CAAWS is excited to be participating in Conversation 2020: Women and Sport. A continuation of the Conversation 2015 event, this conference will bring together sport leaders to bridge the gap between conversation and action when it comes to recent government commitments to gender equality. Join us in June of next year to be part of the discussion!
Features What's catching our eye this month?
Photo Credit: CWHL
As advocates for women’s sport in Canada, we were disappointed to hear that the CWHL will cease operations as of May 1st this year. So many incredible athletes, coaches, and leaders took to the ice to develop the game of hockey for Canadian women and to inspire young girls to stay in sport, and their achievements thus far are worth celebrating.
The loss of the league is a great loss for women and sport in Canada. What the future holds for women’s professional hockey is anyone’s guess – but the challenge of finding successful funding models for women’s sport is all too familiar.
Bill Cooper, chief operating partner of TTG Canada and CAAWS board member, wrote a thoughtful article that challenges the prevailing (read: men-focused) models for sport sponsorship and considers new approaches that better serve women’s sport.

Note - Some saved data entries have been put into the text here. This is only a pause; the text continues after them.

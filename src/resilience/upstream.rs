//! # Upstream Guard
//!
//! Everything that protects one external source: its rate limiter, its circuit
//! breaker and a per-call deadline. Every call to the source goes through
//! [`UpstreamGuard::call`].

use super::circuit_breaker::{CircuitBreaker, CircuitBreakerError, CircuitState};
use super::config::CircuitBreakerConfig;
use super::metrics::UpstreamStatus;
use super::rate_limiter::RateLimiter;
use crate::config::UpstreamConfig;
use crate::orchestration::shutdown::ShutdownSignal;
use std::future::Future;
use std::time::Duration;
use thiserror::Error;
use tokio::time::{sleep, timeout};
use tracing::debug;

/// Failure reported by a collector.
///
/// Every variant counts toward backoff and the breaker threshold; whether a
/// permanent failure is resubmitted later is the collector's business.
#[derive(Debug, Clone, PartialEq, Error)]
pub enum UpstreamError {
    /// Network errors, 5xx responses, throttling
    #[error("Transient upstream failure: {0}")]
    Transient(String),

    #[error("Upstream call timed out after {0:?}")]
    Timeout(Duration),

    /// Malformed or unusable payload
    #[error("Permanent upstream failure: {0}")]
    Permanent(String),
}

impl UpstreamError {
    pub fn transient(message: impl Into<String>) -> Self {
        UpstreamError::Transient(message.into())
    }

    pub fn permanent(message: impl Into<String>) -> Self {
        UpstreamError::Permanent(message.into())
    }

    pub fn is_permanent(&self) -> bool {
        matches!(self, UpstreamError::Permanent(_))
    }
}

/// Result of a guarded call that did not succeed
#[derive(Debug, Clone, PartialEq, Error)]
pub enum UpstreamCallError {
    /// Short-circuited by the breaker; no request was made
    #[error("Circuit open for upstream {upstream}")]
    CircuitOpen { upstream: String },

    /// Shutdown interrupted the call
    #[error("Upstream call cancelled")]
    Cancelled,

    #[error(transparent)]
    Failed(#[from] UpstreamError),
}

impl UpstreamCallError {
    /// Only real failed requests feed backoff; synthetic rejections and
    /// cancellations do not.
    pub fn counts_as_failure(&self) -> bool {
        matches!(self, UpstreamCallError::Failed(_))
    }
}

impl From<CircuitBreakerError<UpstreamError>> for UpstreamCallError {
    fn from(error: CircuitBreakerError<UpstreamError>) -> Self {
        match error {
            CircuitBreakerError::CircuitOpen { component } => {
                UpstreamCallError::CircuitOpen { upstream: component }
            }
            CircuitBreakerError::OperationFailed(e) => UpstreamCallError::Failed(e),
        }
    }
}

#[derive(Debug)]
pub struct UpstreamGuard {
    name: String,
    limiter: RateLimiter,
    breaker: CircuitBreaker,
    call_timeout: Duration,
}

impl UpstreamGuard {
    pub fn new(
        name: impl Into<String>,
        limiter: RateLimiter,
        breaker: CircuitBreaker,
        call_timeout: Duration,
    ) -> Self {
        Self {
            name: name.into(),
            limiter,
            breaker,
            call_timeout,
        }
    }

    pub fn from_config(name: impl Into<String>, config: &UpstreamConfig) -> Self {
        let name = name.into();
        Self::new(
            name.clone(),
            RateLimiter::from_config(name.clone(), config),
            CircuitBreaker::new(name, CircuitBreakerConfig::from_upstream(config)),
            config.call_timeout(),
        )
    }

    pub fn name(&self) -> &str {
        &self.name
    }

    pub fn limiter(&self) -> &RateLimiter {
        &self.limiter
    }

    pub fn breaker(&self) -> &CircuitBreaker {
        &self.breaker
    }

    /// Whether the breaker would reject a call right now without probing
    pub fn is_circuit_open(&self) -> bool {
        self.breaker.state() == CircuitState::Open
            && self
                .breaker
                .status()
                .time_until_half_open_ms
                .is_some_and(|ms| ms > 0)
    }

    /// Run `operation` against this upstream.
    ///
    /// Order: breaker admission, token acquisition, the operation under
    /// `call_timeout`. A timeout is reported as [`UpstreamError::Timeout`] and
    /// counts as a failure. Shutdown interrupts any of these waits; an interrupted
    /// call records no outcome.
    pub async fn call<F, Fut, T>(
        &self,
        shutdown: &ShutdownSignal,
        operation: F,
    ) -> Result<T, UpstreamCallError>
    where
        F: FnOnce() -> Fut,
        Fut: Future<Output = Result<T, UpstreamError>>,
    {
        if shutdown.is_triggered() {
            return Err(UpstreamCallError::Cancelled);
        }

        let guarded = self.breaker.execute(move || async move {
            self.limiter.acquire().await;
            match timeout(self.call_timeout, operation()).await {
                Ok(result) => result,
                Err(_) => Err(UpstreamError::Timeout(self.call_timeout)),
            }
        });

        let result = tokio::select! {
            biased;
            _ = shutdown.cancelled() => return Err(UpstreamCallError::Cancelled),
            result = guarded => result,
        };

        match result {
            Ok(value) => {
                self.limiter.on_success();
                Ok(value)
            }
            Err(error) => Err(error.into()),
        }
    }

    /// Sleep for the limiter's next backoff delay after a failed call.
    ///
    /// Returns the delay that was served, or `Cancelled` if shutdown cut it short.
    pub async fn backoff_after_failure(
        &self,
        shutdown: &ShutdownSignal,
    ) -> Result<Duration, UpstreamCallError> {
        let delay = self.limiter.on_failure();
        tokio::select! {
            biased;
            _ = shutdown.cancelled() => Err(UpstreamCallError::Cancelled),
            _ = sleep(delay) => {
                debug!(upstream = %self.name, delay_ms = delay.as_millis() as u64, "Backoff served");
                Ok(delay)
            }
        }
    }

    /// Simultaneous calls this upstream's bucket can absorb without queueing
    pub fn max_concurrency(&self) -> usize {
        (self.limiter.bucket().capacity().floor() as usize).max(1)
    }

    pub fn status(&self) -> UpstreamStatus {
        UpstreamStatus {
            name: self.name.clone(),
            healthy: self.breaker.is_healthy(),
            max_concurrency: self.max_concurrency(),
            call_timeout_ms: self.call_timeout.as_millis() as u64,
            circuit: self.breaker.status(),
            rate_limiter: self.limiter.stats(),
        }
    }
}

#[cfg(test)]
mod tests {
    use super::*;
    use crate::config::BackoffConfig;
    use crate::orchestration::shutdown::Shutdown;

    fn guard() -> UpstreamGuard {
        UpstreamGuard::from_config(
            "exchange",
            &UpstreamConfig {
                requests_per_minute: 60,
                burst_capacity: Some(3),
                failure_threshold: 2,
                recovery_timeout_seconds: 60,
                call_timeout_seconds: 5,
                backoff: BackoffConfig {
                    jitter: 0.0,
                    ..BackoffConfig::default()
                },
                ..UpstreamConfig::default()
            },
        )
    }

    #[tokio::test(start_paused = true)]
    async fn test_success_passes_value_through() {
        let guard = guard();
        let value = guard
            .call(&ShutdownSignal::never(), || async { Ok::<_, UpstreamError>(42) })
            .await
            .unwrap();
        assert_eq!(value, 42);
        assert_eq!(guard.status().rate_limiter.total_requests, 1);
    }

    #[tokio::test(start_paused = true)]
    async fn test_timeout_counts_as_failure() {
        let guard = guard();
        let err = guard
            .call(&ShutdownSignal::never(), || async {
                sleep(Duration::from_secs(30)).await;
                Ok::<_, UpstreamError>(())
            })
            .await
            .unwrap_err();
        assert_eq!(err, UpstreamCallError::Failed(UpstreamError::Timeout(Duration::from_secs(5))));
        assert!(err.counts_as_failure());
        assert_eq!(guard.breaker().metrics().failed_calls, 1);
    }

    #[tokio::test(start_paused = true)]
    async fn test_open_circuit_is_not_a_failure() {
        let guard = guard();
        let signal = ShutdownSignal::never();
        for _ in 0..2 {
            let _ = guard
                .call(&signal, || async { Err::<(), _>(UpstreamError::transient("502")) })
                .await;
        }
        let err = guard
            .call(&signal, || async { Ok::<_, UpstreamError>(()) })
            .await
            .unwrap_err();
        assert!(matches!(err, UpstreamCallError::CircuitOpen { .. }));
        assert!(!err.counts_as_failure());
        assert!(guard.is_circuit_open());
    }

    #[tokio::test(start_paused = true)]
    async fn test_shutdown_interrupts_token_wait() {
        let guard = guard();
        let shutdown = Shutdown::new();
        let signal = shutdown.signal();
        for _ in 0..3 {
            guard.call(&signal, || async { Ok::<_, UpstreamError>(()) }).await.unwrap();
        }

        let trigger = shutdown.clone();
        tokio::spawn(async move {
            sleep(Duration::from_millis(100)).await;
            trigger.trigger();
        });
        let err = guard
            .call(&signal, || async { Ok::<_, UpstreamError>(()) })
            .await
            .unwrap_err();
        assert_eq!(err, UpstreamCallError::Cancelled);
        assert_eq!(guard.breaker().metrics().total_calls, 3);
    }

    #[tokio::test(start_paused = true)]
    async fn test_backoff_escalates_and_is_cancellable() {
        let guard = guard();
        let signal = ShutdownSignal::never();
        assert_eq!(guard.backoff_after_failure(&signal).await.unwrap(), Duration::from_secs(1));
        assert_eq!(guard.backoff_after_failure(&signal).await.unwrap(), Duration::from_secs(2));

        let shutdown = Shutdown::new();
        shutdown.trigger();
        let err = guard.backoff_after_failure(&shutdown.signal()).await.unwrap_err();
        assert_eq!(err, UpstreamCallError::Cancelled);
    }

    #[test]
    fn test_max_concurrency_follows_bucket_capacity() {
        assert_eq!(guard().max_concurrency(), 3);
    }
}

Spotlight Celebrating organizations that #ChampionChange
Photo Credit: Healthy Huskies
Huron Heights secondary school is bringing students together to create community and provide opportunities for newcomer students to be active through their ‘Healthy Huskies’ program.
The girls in the program get together at lunch to participate in a variety of activities that they design themselves. The participants are developing skills, building confidence, and are now looking for other opportunities to get more involved in physical activity.
Consulting the girls has been key to the program’s success. The school sent invitations to students who identified as newcomers (new to Canada within the last five years) to participate in a focus group that gave the students the opportunity to direct the program. The lesson? When designing a program for underrepresented groups it is essential to listen to your target audience and provide space for them to determine their own goals.
Learn more about how to facilitate effective programming for newcomer women and girls!
Get the Edge Research that drives us forward
Photo Credit: Government of Canada
On average, women must work 15.5 months to make what a man does in 12 – and according to Statistics Canada, the gender wage gap is worse for women who are racialized, Indigenous, living with a disability, or newcomers.
Canada and the U.S. celebrate Equal Pay Day in April to raise awareness around the gender wage gap.
Dr. Emily Dane Staples writes that research on gender discrimination is noticeably absent in the billion-dollar industry of sport. Her 2018 paper in The Sport Journal explores attitudes towards wage equality across gender for eight different professions, including coaching and professional athletes. Generally, respondents felt that men and women should be paid equitably for the same level of education and experience, supporting the idea that the next generation of job seekers could change current wage dynamics.